Another area of concern among steel designers is the use of higher yield strengths than those listed in the AISC manual as the “specified minimum yield stress” for structural materials. In the United States, this practice is not expressly prohibited. However, when an engineer chooses to use a higher value than that documented in the AISC standards, justification of the properties should be provided in the form of:

Certified Mill Test Reports (CMTR). This requires traceability on the project, proper representation of the member being analyzed and assurance that the values are based on a proper statistical analysis. Make sure the CMTR used is representative of the individual member being analyzed.

Coupon Testing. Most CMTRs represent mean values but not standard deviation values. Standard deviation values are important in providing confidence in the CMTR. Without standard deviation values, the engineer takes on a level of liability in accounting for chemical and mechanical properties that may vary along the length and depth of the material.

Other localities/jurisdictions may not use the same design philosophy that the AISC has adopted on this matter. For instance, the Canadian code (CSA A660 and CAN/CSA S16) prohibits the use of higher yield strengths than those listed in the design standards, mandating that the specified minimum yield stress documented in the AISC manual be used in all steel designs. The design professional and the code enforcement agency have the responsibility to address this topic in the course of project approval.


To reduce the uncertainties involved with any project, it is always prudent to research and develop a thorough understanding of the design and code criteria.

It is the desire of the Fabric Structures Association to openly discuss relevant design information related to frame-supported fabric structures. When concerns arise about a design, it is always advisable to contact the local code enforcement agency, and design content should be reviewed by both the responsible engineer and code official to ensure that minimum design practices are met or exceeded.

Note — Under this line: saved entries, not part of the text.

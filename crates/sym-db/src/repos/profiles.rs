//! Composite reads for the CLI listings.

use std::collections::HashMap;

use libsql::Connection;
use sym_core::responses::{ConditionProfile, MappedSymptom, SessionDetail};

use crate::error::DatabaseError;
use crate::repos::{api_calls, conditions, mappings, rules, sessions, symptoms};

/// Look up a condition by name and gather its mappings and rules.
///
/// Returns `Ok(None)` when no condition has that name.
///
/// # Errors
///
/// Returns `DatabaseError` if any of the underlying queries fail.
pub async fn condition_profile(
    conn: &Connection,
    name: &str,
) -> Result<Option<ConditionProfile>, DatabaseError> {
    let Some(id) = conditions::find_condition_id_by_name(conn, name).await? else {
        return Ok(None);
    };
    let condition = conditions::get_condition(conn, id).await?;

    let names: HashMap<i64, String> = symptoms::list_symptoms(conn)
        .await?
        .into_iter()
        .map(|s| (s.id, s.name))
        .collect();
    let mapped = mappings::mappings_for_condition(conn, id)
        .await?
        .into_iter()
        .map(|m| {
            names
                .get(&m.symptom_id)
                .map(|name| MappedSymptom {
                    name: name.clone(),
                    strength: m.strength,
                })
                .ok_or_else(|| {
                    DatabaseError::InvalidState(format!(
                        "mapping references missing symptom {}",
                        m.symptom_id
                    ))
                })
        })
        .collect::<Result<Vec<_>, _>>()?;

    let rules = rules::rules_for_condition(conn, id).await?;
    Ok(Some(ConditionProfile {
        condition,
        symptoms: mapped,
        rules,
    }))
}

/// Fetch a session and its engine calls.
///
/// # Errors
///
/// Returns `DatabaseError::NoResult` for an unknown id.
pub async fn session_detail(conn: &Connection, id: i64) -> Result<SessionDetail, DatabaseError> {
    let session = sessions::get_session(conn, id).await?;
    let calls = api_calls::api_calls_for_session(conn, id).await?;
    Ok(SessionDetail { session, calls })
}

#[cfg(test)]
mod tests {
    use super::*;
    use crate::test_support::helpers::{seed_condition, seed_symptom, synced_db};
    use pretty_assertions::assert_eq;
    use serde_json::json;
    use sym_core::entities::{
        NewApiCall, NewMedicalRule, NewSymptomSession, SymptomConditionMapping,
    };
    use sym_core::enums::{EmergencyLevel, RuleType};

    #[tokio::test]
    async fn profile_names_mapped_symptoms_strongest_first() {
        let db = synced_db().await;
        let flu = seed_condition(&db, "Influenza", EmergencyLevel::Medium).await;
        let cough = seed_symptom(&db, "cough").await;
        let fever = seed_symptom(&db, "fever").await;
        for (symptom_id, strength) in [(cough, 0.6), (fever, 0.9)] {
            mappings::insert_mapping(
                db.conn(),
                &SymptomConditionMapping {
                    symptom_id,
                    condition_id: flu,
                    strength,
                },
            )
            .await
            .unwrap();
        }
        rules::insert_rule(
            db.conn(),
            &NewMedicalRule {
                condition_id: flu,
                rule_type: RuleType::Diagnostic,
                rule_name: "fever with cough".into(),
                rule_data: json!({"requires": ["fever", "cough"]}),
                confidence: 0.6,
            },
        )
        .await
        .unwrap();

        let profile = condition_profile(db.conn(), "Influenza")
            .await
            .unwrap()
            .unwrap();

        assert_eq!(profile.condition.id, flu);
        let names: Vec<&str> = profile.symptoms.iter().map(|s| s.name.as_str()).collect();
        assert_eq!(names, vec!["fever", "cough"]);
        assert_eq!(profile.rules.len(), 1);
        assert_eq!(profile.rules[0].rule_name, "fever with cough");
    }

    #[tokio::test]
    async fn unknown_condition_has_no_profile() {
        let db = synced_db().await;
        assert!(condition_profile(db.conn(), "Gout").await.unwrap().is_none());
    }

    #[tokio::test]
    async fn session_detail_includes_its_calls() {
        let db = synced_db().await;
        let id = sessions::create_session(
            db.conn(),
            &NewSymptomSession {
                symptoms_input: vec!["cough".into()],
                confidence: 0.1,
                ..NewSymptomSession::default()
            },
        )
        .await
        .unwrap();
        api_calls::record_api_call(
            db.conn(),
            &NewApiCall {
                session_id: id,
                provider: "builtin-stub".into(),
                endpoint: "/analyze".into(),
                response_time_ms: Some(0),
                cost: None,
            },
        )
        .await
        .unwrap();

        let detail = session_detail(db.conn(), id).await.unwrap();
        assert_eq!(detail.session.symptoms_input, vec!["cough"]);
        assert_eq!(detail.calls.len(), 1);
        assert!(matches!(
            session_detail(db.conn(), id + 1).await,
            Err(DatabaseError::NoResult)
        ));
    }
}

The Fabric Structures Association, a division of the Industrial Fabrics Association International, promotes the use and growth of fabric structures and represents the interests and concerns of the fabric structures industry in the Americas.

One response to “Frame-supported fabric structures: codes and loads defined

  1. I am replacing some awnings that were blown off during Hurricane Irma. I will not use a live load and dead love is minimal. They are mostly 1st floor, but one is second floor Exposure C. Obviously the connections failed. I think to design as C&C roof overhang for AISC-10 and all unbraced members between connections. Are typical member materials per AISC? I.e. are fabricators using ASTM A-500 for round and square section?